Además de tomar el control de las cuentas, la vulnerabilidad recientemente descubierta, actualmente parcheada, también podría haber permitido a los hackers extraer datos valiosos. “Incluso si un atacante no recoge mucha información de una cuenta de Teams, podría utilizar la cuenta para desplazarse por toda la organización (como un gusano)”, escribió Omer Tsarfati, investigador de seguridad cibernética de CyberArk. Según el experto, “eventualmente, el atacante podría acceder a todos los datos de las cuentas de Teams de su organización: información confidencial, datos de la competencia, secretos, contraseñas, información privada, planes de negocio, etc.”.
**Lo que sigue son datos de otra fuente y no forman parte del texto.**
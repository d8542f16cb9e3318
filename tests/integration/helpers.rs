//! Shared test helpers for integration tests.

#![allow(dead_code)]

use std::sync::Arc;

use mcp_bauplan::config::PlatformConfig;
use mcp_bauplan::platform::PlatformConnector;
use mcp_bauplan::query::QueryExecutor;
use rmcp::model::{CallToolResult, RawContent};
use tokio::io::{AsyncReadExt, AsyncWriteExt};
use tokio::net::TcpListener;
use tokio::task::JoinHandle;
use url::Url;

/// Extract the text content from a CallToolResult.
pub fn get_text(result: &CallToolResult) -> String {
    assert_eq!(result.content.len(), 1, "Expected exactly one content item");
    match &result.content[0].raw {
        RawContent::Text(text_content) => text_content.text.clone(),
        _ => panic!("Expected text content"),
    }
}

/// Parse the envelope carried by a tool result.
pub fn get_envelope(result: &CallToolResult) -> serde_json::Value {
    serde_json::from_str(&get_text(result)).expect("tool result is JSON")
}

/// Check if the result is a success.
pub fn is_success(result: &CallToolResult) -> bool {
    result.is_error == Some(false)
}

/// Check if the result is an error.
pub fn is_error(result: &CallToolResult) -> bool {
    result.is_error == Some(true)
}

/// Create an executor over the given connector with default settings.
pub fn executor(connector: impl PlatformConnector + 'static) -> QueryExecutor {
    executor_with(connector, PlatformConfig::new("test-key"))
}

/// Create an executor over the given connector and config.
pub fn executor_with(
    connector: impl PlatformConnector + 'static,
    config: PlatformConfig,
) -> QueryExecutor {
    QueryExecutor::new(Arc::new(connector), Arc::new(config))
}

/// Start a one-shot fake query gateway on localhost.
///
/// Answers the first request with `status` and `body`, then returns the raw
/// request text through the join handle.
pub async fn spawn_gateway(status: &'static str, body: &'static str) -> (Url, JoinHandle<String>) {
    let listener = TcpListener::bind("127.0.0.1:0")
        .await
        .expect("Failed to bind fake gateway");
    let addr = listener.local_addr().expect("Failed to read local addr");

    let handle = tokio::spawn(async move {
        let (mut socket, _) = listener.accept().await.expect("Failed to accept");
        let request = read_request(&mut socket).await;

        let response = format!(
            "HTTP/1.1 {}\r\nContent-Type: application/json\r\nContent-Length: {}\r\nConnection: close\r\n\r\n{}",
            status,
            body.len(),
            body
        );
        socket
            .write_all(response.as_bytes())
            .await
            .expect("Failed to write response");
        let _ = socket.shutdown().await;
        request
    });

    let url = Url::parse(&format!("http://{}", addr)).expect("valid gateway url");
    (url, handle)
}

async fn read_request(socket: &mut tokio::net::TcpStream) -> String {
    let mut buf = Vec::new();
    let mut chunk = [0u8; 4096];

    loop {
        let n = socket.read(&mut chunk).await.expect("Failed to read request");
        if n == 0 {
            break;
        }
        buf.extend_from_slice(&chunk[..n]);

        let text = String::from_utf8_lossy(&buf);
        if let Some(header_end) = text.find("\r\n\r\n") {
            let content_length = text[..header_end]
                .lines()
                .filter_map(|line| line.split_once(':'))
                .find(|(name, _)| name.trim().eq_ignore_ascii_case("content-length"))
                .and_then(|(_, value)| value.trim().parse::<usize>().ok())
                .unwrap_or(0);
            if buf.len() >= header_end + 4 + content_length {
                break;
            }
        }
    }

    String::from_utf8_lossy(&buf).into_owned()
}
//! Logging configuration for mcp-bauplan.
//!
//! The stdio transport frames JSON-RPC messages on stdout, and a client
//! treats any other byte there as a protocol error. Subscribers are therefore
//! only ever built with an explicit stderr or file writer, and without ANSI
//! escapes, which MCP clients that capture stderr would show verbatim.

use std::fs::{self, File};
use std::path::PathBuf;
use tracing_subscriber::EnvFilter;

fn env_filter() -> EnvFilter {
    EnvFilter::try_from_default_env().unwrap_or_else(|_| EnvFilter::new("info"))
}

/// Initializes logging to a file.
///
/// Location: `~/.local/state/mcp-bauplan/mcp-bauplan.log` on Linux (XDG state
/// directory), or the platform-appropriate state/config directory elsewhere.
/// Falls back to stderr when the file cannot be created.
pub fn init_file_logging() {
    let log_path = get_log_path();

    if let Some(parent) = log_path.parent() {
        if let Err(e) = fs::create_dir_all(parent) {
            eprintln!("Warning: Could not create log directory: {e}");
            init_stderr_logging();
            return;
        }
    }

    // Truncate on each run to avoid unbounded growth
    let log_file = match File::create(&log_path) {
        Ok(f) => f,
        Err(e) => {
            eprintln!("Warning: Could not create log file: {e}");
            init_stderr_logging();
            return;
        }
    };

    tracing_subscriber::fmt()
        .with_env_filter(env_filter())
        .with_writer(log_file)
        .with_ansi(false)
        .init();
}

/// Initializes logging to stderr.
///
/// `tracing_subscriber::fmt()` defaults to stdout, so the writer is set
/// explicitly.
pub fn init_stderr_logging() {
    tracing_subscriber::fmt()
        .with_env_filter(env_filter())
        .with_writer(std::io::stderr)
        .with_ansi(false)
        .init();
}

/// Returns the path for the log file.
pub fn get_log_path() -> PathBuf {
    if let Some(state_dir) = dirs::state_dir() {
        return state_dir.join("mcp-bauplan").join("mcp-bauplan.log");
    }

    if let Some(config_dir) = dirs::config_dir() {
        return config_dir.join("mcp-bauplan").join("mcp-bauplan.log");
    }

    std::env::temp_dir().join("mcp-bauplan.log")
}
//! Client handle factory.

use tracing::{error, info};

use crate::config::PlatformConfig;
use crate::error::{BauplanError, Result};
use crate::platform::{PlatformClient, PlatformConnector};

/// Opens a client handle bound to the configured branch and namespace.
///
/// Any failure while connecting is logged with full detail and returned as
/// [`BauplanError::Connection`] carrying the underlying message.
pub async fn create_client(
    connector: &dyn PlatformConnector,
    config: &PlatformConfig,
) -> Result<Box<dyn PlatformClient>> {
    info!(
        "Creating Bauplan client connection. branch={}, namespace={}, timeout={}s",
        config.branch,
        config.namespace,
        config.timeout.as_secs()
    );

    match connector.connect(config).await {
        Ok(client) => {
            let profile = client.profile();
            info!(
                "Connected to Bauplan. branch={} - namespace={}",
                profile.branch, profile.namespace
            );
            Ok(client)
        }
        Err(err) => {
            error!(error = ?err, "Failed to connect to Bauplan: {}", err.message());
            Err(BauplanError::connection(err.message()))
        }
    }
}
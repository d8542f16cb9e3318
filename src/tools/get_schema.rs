//! Get schema tool implementation.

use rmcp::model::CallToolResult;
use rmcp::schemars;

use super::{to_call_result, validate_identifier};
use crate::error::Result;
use crate::query::{QueryExecutor, ResponseEnvelope};

/// Parameters for the get_schema tool.
#[derive(Debug, serde::Deserialize, schemars::JsonSchema)]
pub struct GetSchemaParams {
    /// Table name (e.g., "titanic"), optionally qualified as "namespace.table".
    pub table: String,
}

/// SQL returning the column names and types of a table, in column order.
pub fn get_schema_sql(namespace: &str, table: &str) -> String {
    format!(
        "SELECT column_name, data_type FROM information_schema.columns \
         WHERE table_schema = '{}' AND table_name = '{}' ORDER BY ordinal_position",
        namespace, table
    )
}

/// Splits an optionally qualified table name into `(namespace, table)`.
///
/// Both parts are validated as identifiers.
pub fn resolve_table<'a>(
    default_namespace: &'a str,
    table: &'a str,
) -> Result<(&'a str, &'a str)> {
    let (namespace, table) = match table.split_once('.') {
        Some((namespace, table)) => (namespace, table),
        None => (default_namespace, table),
    };

    validate_identifier("namespace", namespace)?;
    validate_identifier("table", table)?;
    Ok((namespace, table))
}

/// Runs the tool and returns the raw envelope.
pub async fn run(executor: &QueryExecutor, params: &GetSchemaParams) -> ResponseEnvelope {
    let sql = match resolve_table(&executor.config().namespace, params.table.trim()) {
        Ok((namespace, table)) => get_schema_sql(namespace, table),
        Err(e) => return executor.reject(e),
    };

    executor.execute(&sql).await
}

/// Execute the get_schema tool.
pub async fn execute(executor: &QueryExecutor, params: &GetSchemaParams) -> CallToolResult {
    to_call_result(&run(executor, params).await)
}
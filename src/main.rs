//! mcp-bauplan - MCP server for querying the Bauplan data platform.

use std::sync::Arc;

use mcp_bauplan::cli::Cli;
use mcp_bauplan::config::Config;
use mcp_bauplan::error::{BauplanError, Result};
use mcp_bauplan::logging;
use mcp_bauplan::platform::{HttpConnector, MockConnector, PlatformConnector};
use mcp_bauplan::query::QueryExecutor;
use mcp_bauplan::server::BauplanMcpServer;
use tracing::{debug, error, info};

#[tokio::main]
async fn main() {
    // A missing .env is fine; the environment may already be set.
    let dotenv = dotenvy::dotenv();

    let cli = Cli::parse_args();
    if cli.log_file {
        logging::init_file_logging();
    } else {
        logging::init_stderr_logging();
    }

    if let Ok(path) = dotenv {
        debug!("Loaded environment from {}", path.display());
    }

    if let Err(e) = run(cli).await {
        error!("{}: {}", e.category(), e);
        std::process::exit(1);
    }
}

async fn run(cli: Cli) -> Result<()> {
    let config_path = cli.config_path();
    info!("Loading config from: {}", config_path.display());
    let config = Config::load_from_file(&config_path)?;

    // Precedence: CLI flags > config file > environment > defaults
    let mut connection = config.bauplan.clone();
    connection.apply_env_defaults();
    connection.merge(&cli.to_connection_config());

    let platform_config = connection.resolve(!cli.mock)?;
    info!("Bauplan target: {}", connection.display_string());

    let connector: Arc<dyn PlatformConnector> = if cli.mock {
        info!("Using in-memory mock platform");
        Arc::new(MockConnector::new())
    } else {
        Arc::new(HttpConnector)
    };

    let executor = QueryExecutor::new(connector, Arc::new(platform_config));
    BauplanMcpServer::new(executor, &config.server)
        .serve_stdio()
        .await
        .map_err(|e| BauplanError::internal(e.to_string()))
}
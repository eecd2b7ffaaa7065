//! In-memory key index with exact and prefix search.
//!
//! Entries keep the archive's file order; ordinals are positions in that order.
//! A second array holds the ordinals sorted by (folded key, ordinal), which turns
//! exact and prefix queries into two binary searches each. Keys are folded on the
//! fly during the search, so no folded copy of the key set is kept.
//!
//! # Examples
//!
//! ```
//! use mdict_archive::storage::key_block::KeyEntry;
//! use mdict_archive::storage::key_index::KeyIndex;
//! use mdict_archive::utils::KeyFolding;
//!
//! let entries = vec![
//!     KeyEntry { key: "apple".into(), record_offset: 0 },
//!     KeyEntry { key: "apply".into(), record_offset: 6 },
//!     KeyEntry { key: "Apple".into(), record_offset: 13 },
//! ];
//! let folding = KeyFolding { fold_case: true, ..KeyFolding::EXACT };
//! let index = KeyIndex::build(entries, folding);
//! assert_eq!(index.exact("APPLE"), vec![0, 2]);
//! assert_eq!(index.prefix("app"), vec![0, 1, 2]);
//! ```

use std::borrow::Cow;
use std::ops::Range;

use crate::storage::key_block::KeyEntry;
use crate::utils::key_fold::KeyFolding;

/// Ordered key entries plus the sorted view used for searching.
#[derive(Debug, Clone, Default)]
pub struct KeyIndex {
    entries: Vec<KeyEntry>,
    sorted: Vec<usize>,
    /// Distinct record offsets in ascending order
    record_starts: Vec<u64>,
    folding: KeyFolding,
}

impl KeyIndex {
    /// Builds the index over `entries`, which must be in file order.
    pub fn build(entries: Vec<KeyEntry>, folding: KeyFolding) -> Self {
        let mut sorted: Vec<usize> = (0..entries.len()).collect();
        sorted.sort_by_cached_key(|&i| (folding.fold(&entries[i].key).into_owned(), i));

        let mut record_starts: Vec<u64> = entries.iter().map(|e| e.record_offset).collect();
        record_starts.sort_unstable();
        record_starts.dedup();

        Self { entries, sorted, record_starts, folding }
    }

    pub fn len(&self) -> usize {
        self.entries.len()
    }

    pub fn is_empty(&self) -> bool {
        self.entries.is_empty()
    }

    pub fn entry(&self, ordinal: usize) -> Option<&KeyEntry> {
        self.entries.get(ordinal)
    }

    pub fn entries(&self) -> &[KeyEntry] {
        &self.entries
    }

    pub fn folding(&self) -> KeyFolding {
        self.folding
    }

    fn folded(&self, ordinal: usize) -> Cow<'_, str> {
        self.folding.fold(&self.entries[ordinal].key)
    }

    fn exact_range(&self, folded: &str) -> Range<usize> {
        let start = self.sorted.partition_point(|&i| self.folded(i).as_ref() < folded);
        let end = start + self.sorted[start..].partition_point(|&i| self.folded(i).as_ref() == folded);
        start..end
    }

    fn prefix_range(&self, folded: &str) -> Range<usize> {
        let start = self.sorted.partition_point(|&i| self.folded(i).as_ref() < folded);
        let end = start + self.sorted[start..].partition_point(|&i| self.folded(i).starts_with(folded));
        start..end
    }

    fn ordinals_in_file_order(&self, range: Range<usize>) -> Vec<usize> {
        let mut ordinals = self.sorted[range].to_vec();
        ordinals.sort_unstable();
        ordinals
    }

    /// Ordinals of every entry whose folded key equals the folded `key`, in file order.
    pub fn exact(&self, key: &str) -> Vec<usize> {
        let folded = self.folding.fold(key);
        // equal keys are already sorted by ordinal
        self.sorted[self.exact_range(&folded)].to_vec()
    }

    /// Ordinals of every entry whose folded key starts with the folded `prefix`, in file order.
    pub fn prefix(&self, prefix: &str) -> Vec<usize> {
        let folded = self.folding.fold(prefix);
        if folded.is_empty() {
            return (0..self.entries.len()).collect();
        }
        self.ordinals_in_file_order(self.prefix_range(&folded))
    }

    /// First entry matching `key` exactly, if any.
    pub fn first(&self, key: &str) -> Option<usize> {
        let folded = self.folding.fold(key);
        let range = self.exact_range(&folded);
        if range.is_empty() { None } else { Some(self.sorted[range.start]) }
    }

    /// The smallest distinct record offset greater than `offset`, i.e. where the
    /// record starting at `offset` ends. `None` for the last record.
    pub fn next_record_start(&self, offset: u64) -> Option<u64> {
        let pos = self.record_starts.partition_point(|&start| start <= offset);
        self.record_starts.get(pos).copied()
    }
}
CyberArk ha publicado un informe sobre la vulnerabilidad, que radica en el JSON Web Token (“authtoken”) y el “skype token”, que permiten a los usuarios de Teams compartir imágenes entre diferentes servicios de Microsoft, como SharePoint o Outlook. “Si un atacante puede forzar de alguna manera a un usuario a visitar los subdominios que han sido capturados, el navegador de la víctima enviará esta cookie al servidor del atacante, y éste (después de recibir el authtoken) puede crear un “skype token”. Después de hacerlo, el atacante puede robar los datos de la cuenta de los equipos de la víctima”, dice el informe.
Durante la investigación, Tsarfati y su equipo notaron algo que califican de “muy interesante” en la forma en que Teams pasa el token de acceso de autenticación a los servicios de imágenes. “Sin profundizar demasiado en los detalles técnicos, cada vez que se inicia Teams, el cliente crea un nuevo token temporal o token de acceso. Este token de acceso, en forma de JWT, es habilitado por la autorización de Microsoft y el servidor de autenticación – “login.microsoftonline.com”. Además del token de acceso inicial, hay muchos otros creados para Teams, algunos de los cuales se utilizan para acceder a diferentes servicios como SharePoint, Outlook y muchos más.
El cliente de Teams utiliza uno de estos tokens de acceso para permitir al usuario ver las imágenes compartidas con ellos o por ellos, ya que esas imágenes se almacenan en los servidores de Microsoft, que aplica un control de autorización. Este token, llamado “skype token”, también puede ser visto como una cookie llamada “skypetoken_asm”. Aunque este token tiene más usos que el de dar acceso a imágenes, es en eso en lo que nos fijaremos aquí”, escribe CyberArk, que continúa explicando que, con ambos tokens en su poder, los hackers podrían entonces hacer llamadas y acciones de API a través de las interfaces de API de Equipos, permitiéndoles enviar o leer mensajes, crear grupos, gestionar miembros de grupos y cambiar los permisos de los grupos.
La vulnerabilidad parece no haber sido explotada por los cibercriminales. “Tratamos el tema discutido en este blog y trabajamos con el investigador en conformidad con el procedimiento de Divulgación Coordinada de Vulnerabilidades (Coordinated Vulnerability Disclosure). Si bien no hemos visto ningún uso de esta técnica en la naturaleza, hemos tomado medidas para mantener a nuestros clientes seguros”, dijo Microsoft en una declaración.